“Python Text Processing with NLTK 2.0 Cookbook” by Jacob Perkins is a useful complement to “Natural Language Processing with Python”. Rather than trying to introduce Python, NLP, and NLTK in one book, it focuses on practical worked examples.
(This review focuses on the print edition of the full version of the book. Packt have also produced a cheaper ‘lite’ edition. It is also available in an electronic form.)
Although “Natural Language Processing with Python” is considered the standard NLTK text, it concerns itself with teaching and in my opinion spreads itself a little thin as it tries to cover basic Python programming along with natural language processing and the NLTK toolkit. Perkins takes a different approach with this cookbook which provides over 80 worked examples that solve specific text processing problems, primarily with NLTK.
Each cookbook entry has five sections:
- Getting Ready. Usually a ‘big picture’ explanation of how it will work. Also includes external data or libraries that might be required.
- How to do it. This supplies the actual code.
- How it works. This explains how the code actually works.
- There’s more. This explains how the code can be modified or expanded.
- See also. References other related cookbook entries.

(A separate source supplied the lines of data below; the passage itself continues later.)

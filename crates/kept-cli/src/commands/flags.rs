use std::io::Write;

use kept_core::backend::NoteBackend;
use kept_core::{Note, NoteService};

use crate::commands::common::{parse_color, resolve_active_note, short_id};
use crate::error::CliError;

pub async fn run_pin<B: NoteBackend>(
    service: &NoteService<B>,
    id: &str,
    out: &mut impl Write,
) -> Result<Note, CliError> {
    let note = resolve_active_note(id, service).await?;
    let updated = service.toggle_pin(&note.id).await?;

    let state = if updated.is_pinned { "pinned" } else { "unpinned" };
    writeln!(out, "{} {state}", short_id(&updated))?;
    Ok(updated)
}

pub async fn run_archive<B: NoteBackend>(
    service: &NoteService<B>,
    id: &str,
    out: &mut impl Write,
) -> Result<Note, CliError> {
    let note = resolve_active_note(id, service).await?;
    let updated = service.toggle_archive(&note.id).await?;

    let state = if updated.is_archived {
        "archived"
    } else {
        "unarchived"
    };
    writeln!(out, "{} {state}", short_id(&updated))?;
    Ok(updated)
}

pub async fn run_color<B: NoteBackend>(
    service: &NoteService<B>,
    id: &str,
    color: &str,
    out: &mut impl Write,
) -> Result<Note, CliError> {
    let color = parse_color(color)?;
    let note = resolve_active_note(id, service).await?;
    let updated = service.set_color(&note.id, color).await?;

    writeln!(out, "{} {}", short_id(&updated), updated.color)?;
    Ok(updated)
}
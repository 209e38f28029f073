//! Database connection management

use crate::error::Result;
use libsql::{Builder, Connection, Database as LibSqlDatabase};
use std::path::Path;

use super::migrations;

/// Database wrapper for libSQL connections
pub struct Database {
    // Must outlive `conn`.
    _db: LibSqlDatabase,
    conn: Connection,
}

impl Database {
    /// Open a local database at the given path, creating it (and its parent
    /// directory) if it doesn't exist
    ///
    /// Runs migrations automatically.
    pub async fn open(path: impl AsRef<Path>) -> Result<Self> {
        let path = path.as_ref();
        if let Some(parent) = path.parent().filter(|p| !p.as_os_str().is_empty()) {
            std::fs::create_dir_all(parent)?;
        }

        let path_str = path.to_string_lossy().to_string();
        let db = Builder::new_local(&path_str).build().await?;
        let conn = db.connect()?;

        let database = Self { _db: db, conn };
        database.configure().await?;
        database.migrate().await?;
        tracing::debug!("Opened database at {}", path.display());
        Ok(database)
    }

    /// Open an in-memory database (useful for testing)
    pub async fn open_in_memory() -> Result<Self> {
        let db = Builder::new_local(":memory:").build().await?;
        let conn = db.connect()?;

        let database = Self { _db: db, conn };
        database.configure().await?;
        database.migrate().await?;
        Ok(database)
    }

    /// Configure `SQLite` for optimal performance
    async fn configure(&self) -> Result<()> {
        // WAL is unavailable for in-memory databases; ignore the refusal
        self.conn
            .execute("PRAGMA journal_mode = WAL;", ())
            .await
            .ok();
        self.conn
            .execute("PRAGMA synchronous = NORMAL;", ())
            .await
            .ok();
        self.conn.execute("PRAGMA foreign_keys = ON;", ()).await?;
        Ok(())
    }

    /// Run database migrations
    async fn migrate(&self) -> Result<()> {
        migrations::run(&self.conn).await
    }

    /// Get a reference to the underlying connection
    pub const fn connection(&self) -> &Connection {
        &self.conn
    }
}
//! Test doubles for the capabilities phonefix consumes.
//!
//! [`FixtureParser`] knows just enough Hungarian and German numbering to drive
//! every branch of the classifier. [`FixtureTerritories`] answers point-in-territory
//! queries from bounding boxes.

mod parser;
mod territories;

pub use parser::FixtureParser;
pub use territories::{BERLIN, FixtureTerritories, SZEGED};

use phonefix_types::tags::{Feature, TagMap};

/// Builds a feature from literal tag pairs, in order.
pub fn feature(id: &str, region: &str, tags: &[(&str, &str)]) -> Feature {
    Feature::new(id, TagMap::from_pairs(tags.iter().copied())).with_region(region)
}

In my experience, How it works and There’s more tend to be the most useful sections. So far, I have rarely used the code as-is, but these sections give enough explanation that the code can be adapted to the problem at hand.
The book is organized so that it starts with simpler tasks such as work tokenization, and then builds on these building blocks to complete more sophisticated tasks.
The chapters are:
- Tokenizing Text and WordNet Basics. Splitting words, looking up words, finding collocations.
- Replacing and Correcting Words. Stemming, lemmatizing, correcting, translating words.
- Creating Custom Corpora.
- Part-of-Speech Tagging
- Extracting Chunks
- Transforming Chunks and Trees. Transforming phrases, singularizing, flattening trees.
- Text Classification
- Distributed Processing and Handling Large Datasets. Using execnet and Redis.
- Parsing Specific Data. Parsing dates, timezones, URLs; cleaning HTML; detecting character encodings.
The book also includes an appendix listing Penn Treebank Part-of-Speech tags, and an index.
Compared to “Natural Language Processing with Python”, this book chooses a more practical set of topics. The more theoretical aspects of NLTK, such as logic and reasoning, are not covered. Instead, coverage is given to topics such as tokenizing, simple parse tree manipulations, and using parallel processing for practical applications.
Summarizing, this is an excellent book for someone who is looking to perform sophisticated text processing with Python, and/or use NLTK in practical applications. Readers are recommended to read it alongside “Natural Language Processing with Python”.